-- What is needed --
Report every line of the records beneath this task that holds the string "Local".

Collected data
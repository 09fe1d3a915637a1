use super::status::Status;
use chrono::{DateTime, Local};
use serde::Serialize;

#[derive(Debug, Clone, Serialize, PartialEq)]
pub struct Employee {
    pub id: i32,                               // ⇔ employees.id (assigned by the store)
    pub name: String,                          // ⇔ employees.name
    pub cpf: String,                           // ⇔ employees.cpf (UNIQUE, 11 chars)
    pub status: Status,                        // ⇔ employees.status ('A' | 'I')
    pub created_at: DateTime<Local>,           // ⇔ employees.created_at (RFC 3339)
    pub updated_at: Option<DateTime<Local>>,   // ⇔ employees.updated_at (NULL until first change)
}

impl Employee {
    /// Build a not-yet-stored employee: `id = 0`, status Active, stamped now.
    pub fn new(name: impl Into<String>, cpf: impl Into<String>) -> Self {
        Self {
            id: 0,
            name: name.into(),
            cpf: cpf.into(),
            status: Status::Active,
            created_at: Local::now(),
            updated_at: None,
        }
    }

    /// Change the status and re-stamp `updated_at`.
    pub fn set_status(&mut self, status: Status) {
        self.status = status;
        self.updated_at = Some(Local::now());
    }
}

/// Fields accepted when creating an employee.
/// Status and timestamps are never taken from the caller.
#[derive(Debug, Clone, Default, PartialEq, Eq)]
pub struct EmployeeInput {
    pub name: String,
    pub cpf: String,
}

-- Task result --
use chrono::{DateTime, Local};
    pub created_at: DateTime<Local>,           // ⇔ employees.created_at (RFC 3339)
    pub updated_at: Option<DateTime<Local>>,   // ⇔ employees.updated_at (NULL until first change)
            created_at: Local::now(),
        self.updated_at = Some(Local::now());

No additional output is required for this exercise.